**TASK DETAILS:** Needed from the data below: every line from the one with "Portion of a" up to and including the one with "out.push(lerp_point(w[0], w[1], ((start", repeated exactly and with nothing else.

**RECORDS FOR THE EXERCISE:**

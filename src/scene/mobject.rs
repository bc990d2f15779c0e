//! Drawable scene objects.
//!
//! Everything here is plain geometry in scene units. Objects know how to move their points
//! ([`Mobject::apply_function`]), how to blend into another object of the same structure
//! ([`Mobject::interpolate`]) and nothing about pixels.

use super::{MobjectId, TrackerId};
use crate::relativity::Point;

#[derive(Debug, Clone, Copy, PartialEq, Eq)]
pub struct Rgb(pub u8, pub u8, pub u8);

impl Rgb {
    pub const WHITE: Rgb = Rgb(0xFF, 0xFF, 0xFF);
    pub const BLACK: Rgb = Rgb(0x00, 0x00, 0x00);
    pub const GREY: Rgb = Rgb(0x88, 0x88, 0x88);
    pub const RED: Rgb = Rgb(0xFC, 0x62, 0x55);
    pub const ORANGE: Rgb = Rgb(0xFF, 0x86, 0x2F);
    pub const PURPLE: Rgb = Rgb(0x9A, 0x72, 0xAC);

    fn lerp(self, other: Rgb, alpha: f64) -> Rgb {
        let mix = |a: u8, b: u8| (a as f64 + (b as f64 - a as f64) * alpha).round() as u8;
        Rgb(mix(self.0, other.0), mix(self.1, other.1), mix(self.2, other.2))
    }
}

#[derive(Debug, Clone, Copy, PartialEq)]
pub struct Style {
    pub color: Rgb,
    pub opacity: f64,
    /// Stroke width in pixels at the reference resolution of 480 rows.
    pub width: f64,
    pub fill: Option<Rgb>,
}

impl Default for Style {
    fn default() -> Self {
        Self::stroke(Rgb::WHITE)
    }
}

impl Style {
    pub fn stroke(color: Rgb) -> Self {
        Self {
            color,
            opacity: 1.0,
            width: 2.0,
            fill: None,
        }
    }

    pub fn with_opacity(self, opacity: f64) -> Self {
        Self { opacity, ..self }
    }

    pub fn with_width(self, width: f64) -> Self {
        Self { width, ..self }
    }

    pub fn with_fill(self, fill: Rgb) -> Self {
        Self {
            fill: Some(fill),
            ..self
        }
    }

    fn lerp(&self, other: &Style, alpha: f64) -> Style {
        Style {
            color: self.color.lerp(other.color, alpha),
            opacity: lerp(self.opacity, other.opacity, alpha),
            width: lerp(self.width, other.width, alpha),
            fill: if alpha < 1.0 { self.fill } else { other.fill },
        }
    }
}

/// Dashed rendering: the path is cut into `num_dashes` pieces of equal arc length and each
/// piece is drawn for `ratio` of its length.
#[derive(Debug, Clone, Copy, PartialEq)]
pub struct Dash {
    pub num_dashes: usize,
    pub ratio: f64,
}

impl Default for Dash {
    fn default() -> Self {
        Self {
            num_dashes: 15,
            ratio: 0.5,
        }
    }
}

/// Where a label sits. Everything except `Fixed` is resolved against the current
/// snapshot each time the label is drawn.
#[derive(Debug, Clone, PartialEq)]
pub enum Anchor {
    Fixed(Point),
    /// Centre of another object plus an offset.
    Follow { target: MobjectId, offset: [f64; 2] },
    /// Beside another object's bounding box, `buff` away along `direction`.
    NextTo {
        target: MobjectId,
        direction: [f64; 2],
        buff: f64,
    },
    /// Frame corner picked by the signs of `direction`, `buff` away from both edges.
    Corner { direction: [f64; 2], buff: f64 },
}

#[derive(Debug, Clone, PartialEq)]
pub enum LabelText {
    Static(String),
    /// `prefix` followed by the tracker's value rounded to `decimals`.
    Tracker {
        prefix: String,
        tracker: TrackerId,
        decimals: usize,
    },
}

impl From<&str> for LabelText {
    fn from(value: &str) -> Self {
        LabelText::Static(value.to_string())
    }
}

impl From<String> for LabelText {
    fn from(value: String) -> Self {
        LabelText::Static(value)
    }
}

#[derive(Debug, Clone, PartialEq)]
pub enum Shape {
    Path {
        points: Vec<Point>,
        dash: Option<Dash>,
    },
    Dot {
        center: Point,
        radius: f64,
    },
    Arrow {
        start: Point,
        end: Point,
        tip_length: f64,
    },
    Rect {
        center: Point,
        width: f64,
        height: f64,
    },
    Text {
        content: LabelText,
        anchor: Anchor,
        /// Glyph height in scene units.
        size: f64,
    },
    Group(Vec<Mobject>),
}

#[derive(Debug, Clone, PartialEq)]
pub struct Mobject {
    pub shape: Shape,
    pub style: Style,
    pub z_index: f64,
}

impl Mobject {
    pub fn new(shape: Shape) -> Self {
        Self {
            shape,
            style: Style::default(),
            z_index: 0.0,
        }
    }

    pub fn path(points: Vec<Point>) -> Self {
        Self::new(Shape::Path { points, dash: None })
    }

    pub fn dashed(points: Vec<Point>, dash: Dash) -> Self {
        Self::new(Shape::Path {
            points,
            dash: Some(dash),
        })
    }

    pub fn dot(center: Point) -> Self {
        Self::new(Shape::Dot {
            center,
            radius: 0.08,
        })
        .with_style(Style::stroke(Rgb::WHITE).with_fill(Rgb::WHITE))
    }

    pub fn arrow(start: Point, end: Point, tip_length: f64) -> Self {
        Self::new(Shape::Arrow {
            start,
            end,
            tip_length,
        })
    }

    pub fn rect(center: Point, width: f64, height: f64) -> Self {
        Self::new(Shape::Rect {
            center,
            width,
            height,
        })
    }

    pub fn text(content: impl Into<LabelText>, anchor: Anchor, size: f64) -> Self {
        Self::new(Shape::Text {
            content: content.into(),
            anchor,
            size,
        })
    }

    pub fn group(children: Vec<Mobject>) -> Self {
        Self::new(Shape::Group(children))
    }

    /// Sets the style here and on every child.
    pub fn with_style(mut self, style: Style) -> Self {
        self.visit_mut(&mut |m| m.style = style);
        self
    }

    pub fn with_color(mut self, color: Rgb) -> Self {
        self.visit_mut(&mut |m| m.style.color = color);
        self
    }

    pub fn with_opacity(mut self, opacity: f64) -> Self {
        self.visit_mut(&mut |m| m.style.opacity = opacity);
        self
    }

    pub fn with_z_index(mut self, z_index: f64) -> Self {
        self.z_index = z_index;
        self
    }

    fn visit_mut(&mut self, f: &mut impl FnMut(&mut Mobject)) {
        f(self);
        if let Shape::Group(children) = &mut self.shape {
            for child in children {
                child.visit_mut(f);
            }
        }
    }

    fn map_points(&mut self, f: &impl Fn(Point) -> Point) {
        match &mut self.shape {
            Shape::Path { points, .. } => points.iter_mut().for_each(|p| *p = f(*p)),
            Shape::Dot { center, .. } | Shape::Rect { center, .. } => *center = f(*center),
            Shape::Arrow { start, end, .. } => {
                *start = f(*start);
                *end = f(*end);
            }
            Shape::Text { anchor, .. } => {
                if let Anchor::Fixed(p) = anchor {
                    *p = f(*p);
                }
            }
            Shape::Group(children) => children.iter_mut().for_each(|c| c.map_points(f)),
        }
    }

    /// Copy with every point sent through `f`.
    pub fn apply_function(&self, f: impl Fn(Point) -> Point) -> Mobject {
        let mut moved = self.clone();
        moved.map_points(&f);
        moved
    }

    /// Point-wise blend towards `target`. Objects whose structure differs switch over at `alpha == 1`.
    pub fn interpolate(&self, target: &Mobject, alpha: f64) -> Mobject {
        let style = self.style.lerp(&target.style, alpha);
        let z_index = lerp(self.z_index, target.z_index, alpha);
        let shape = match (&self.shape, &target.shape) {
            (
                Shape::Path { points: a, dash },
                Shape::Path {
                    points: b,
                    dash: target_dash,
                },
            ) if a.len() == b.len() && dash == target_dash => Shape::Path {
                points: a.iter().zip(b).map(|(p, q)| lerp_point(*p, *q, alpha)).collect(),
                dash: *dash,
            },
            (
                Shape::Dot { center: a, radius: r },
                Shape::Dot {
                    center: b,
                    radius: s,
                },
            ) => Shape::Dot {
                center: lerp_point(*a, *b, alpha),
                radius: lerp(*r, *s, alpha),
            },
            (
                Shape::Arrow {
                    start: a0,
                    end: a1,
                    tip_length: t,
                },
                Shape::Arrow {
                    start: b0,
                    end: b1,
                    tip_length: u,
                },
            ) => Shape::Arrow {
                start: lerp_point(*a0, *b0, alpha),
                end: lerp_point(*a1, *b1, alpha),
                tip_length: lerp(*t, *u, alpha),
            },
            (
                Shape::Text {
                    content,
                    anchor: Anchor::Fixed(a),
                    size,
                },
                Shape::Text {
                    content: target_content,
                    anchor: Anchor::Fixed(b),
                    size: target_size,
                },
            ) if content == target_content => Shape::Text {
                content: content.clone(),
                anchor: Anchor::Fixed(lerp_point(*a, *b, alpha)),
                size: lerp(*size, *target_size, alpha),
            },
            (Shape::Group(a), Shape::Group(b)) if a.len() == b.len() => Shape::Group(
                a.iter()
                    .zip(b)
                    .map(|(m, n)| m.interpolate(n, alpha))
                    .collect(),
            ),
            _ if alpha >= 1.0 => target.shape.clone(),
            _ => self.shape.clone(),
        };
        Mobject {
            shape,
            style,
            z_index,
        }
    }

    /// Axis-aligned bounds of every point this object owns. Labels without a fixed
    /// position contribute nothing.
    pub fn bounds(&self) -> Option<(Point, Point)> {
        let extend = |acc: Option<(Point, Point)>, (lo, hi): (Point, Point)| match acc {
            None => Some((lo, hi)),
            Some((a, b)) => Some((
                [a[0].min(lo[0]), a[1].min(lo[1]), a[2].min(lo[2])],
                [b[0].max(hi[0]), b[1].max(hi[1]), b[2].max(hi[2])],
            )),
        };
        match &self.shape {
            Shape::Path { points, .. } => points.iter().map(|p| (*p, *p)).fold(None, extend),
            Shape::Dot { center, radius } => {
                let [x, y, z] = *center;
                Some(([x - radius, y - radius, z], [x + radius, y + radius, z]))
            }
            Shape::Arrow { start, end, .. } => extend(Some((*start, *start)), (*end, *end)),
            Shape::Rect {
                center: [x, y, z],
                width,
                height,
            } => Some((
                [x - width / 2., y - height / 2., *z],
                [x + width / 2., y + height / 2., *z],
            )),
            Shape::Text {
                anchor: Anchor::Fixed(p),
                ..
            } => Some((*p, *p)),
            Shape::Text { .. } => None,
            Shape::Group(children) => children
                .iter()
                .filter_map(Mobject::bounds)
                .fold(None, extend),
        }
    }

    pub fn center(&self) -> Point {
        match self.bounds() {
            Some((lo, hi)) => lerp_point(lo, hi, 0.5),
            None => [0.0, 0.0, 0.0],
        }
    }
}

pub fn lerp(a: f64, b: f64, alpha: f64) -> f64 {
    a + (b - a) * alpha
}

pub fn lerp_point(a: Point, b: Point, alpha: f64) -> Point {
    [
        lerp(a[0], b[0], alpha),
        lerp(a[1], b[1], alpha),
        lerp(a[2], b[2], alpha),
    ]
}

fn distance(a: Point, b: Point) -> f64 {
    ((b[0] - a[0]).powi(2) + (b[1] - a[1]).powi(2)).sqrt()
}

/// Portion of a polyline between arc-length fractions `from` and `to`.
pub fn sub_path(points: &[Point], from: f64, to: f64) -> Vec<Point> {
    let (from, to) = (from.clamp(0.0, 1.0), to.clamp(0.0, 1.0));
    if points.len() < 2 || to <= from {
        return Vec::new();
    }
    let lengths: Vec<f64> = points.windows(2).map(|w| distance(w[0], w[1])).collect();
    let total: f64 = lengths.iter().sum();
    if total == 0.0 {
        return Vec::new();
    }
    let (start, end) = (from * total, to * total);

    let mut out = Vec::new();
    let mut travelled = 0.0;
    for (w, len) in points.windows(2).zip(&lengths) {
        let (seg_start, seg_end) = (travelled, travelled + len);
        travelled = seg_end;
        if seg_end < start || *len == 0.0 {
            continue;
        }
        if seg_start > end {
            break;
        }
        if out.is_empty() {
            out.push(lerp_point(w[0], w[1], ((start - seg_start) / len).max(0.0)));
        }
        if seg_end <= end {
            out.push(w[1]);
        } else {
            out.push(lerp_point(w[0], w[1], (end - seg_start) / len));
            break;
        }
    }
    out
}

/// Visible dash pieces of a path drawn up to `progress`.
pub fn dashes(points: &[Point], dash: Dash, progress: f64) -> Vec<Vec<Point>> {
    let n = dash.num_dashes.max(1) as f64;
    (0..dash.num_dashes.max(1))
        .map(|i| {
            let start = i as f64 / n;
            let end = (start + dash.ratio / n).min(progress);
            sub_path(points, start, end)
        })
        .filter(|piece| piece.len() >= 2)
        .collect()
}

**EXPECTED ANSWER:**
/// Portion of a polyline between arc-length fractions `from` and `to`.
pub fn sub_path(points: &[Point], from: f64, to: f64) -> Vec<Point> {
    let (from, to) = (from.clamp(0.0, 1.0), to.clamp(0.0, 1.0));
    if points.len() < 2 || to <= from {
        return Vec::new();
    }
    let lengths: Vec<f64> = points.windows(2).map(|w| distance(w[0], w[1])).collect();
    let total: f64 = lengths.iter().sum();
    if total == 0.0 {
        return Vec::new();
    }
    let (start, end) = (from * total, to * total);

    let mut out = Vec::new();
    let mut travelled = 0.0;
    for (w, len) in points.windows(2).zip(&lengths) {
        let (seg_start, seg_end) = (travelled, travelled + len);
        travelled = seg_end;
        if seg_end < start || *len == 0.0 {
            continue;
        }
        if seg_start > end {
            break;
        }
        if out.is_empty() {
            out.push(lerp_point(w[0], w[1], ((start - seg_start) / len).max(0.0)));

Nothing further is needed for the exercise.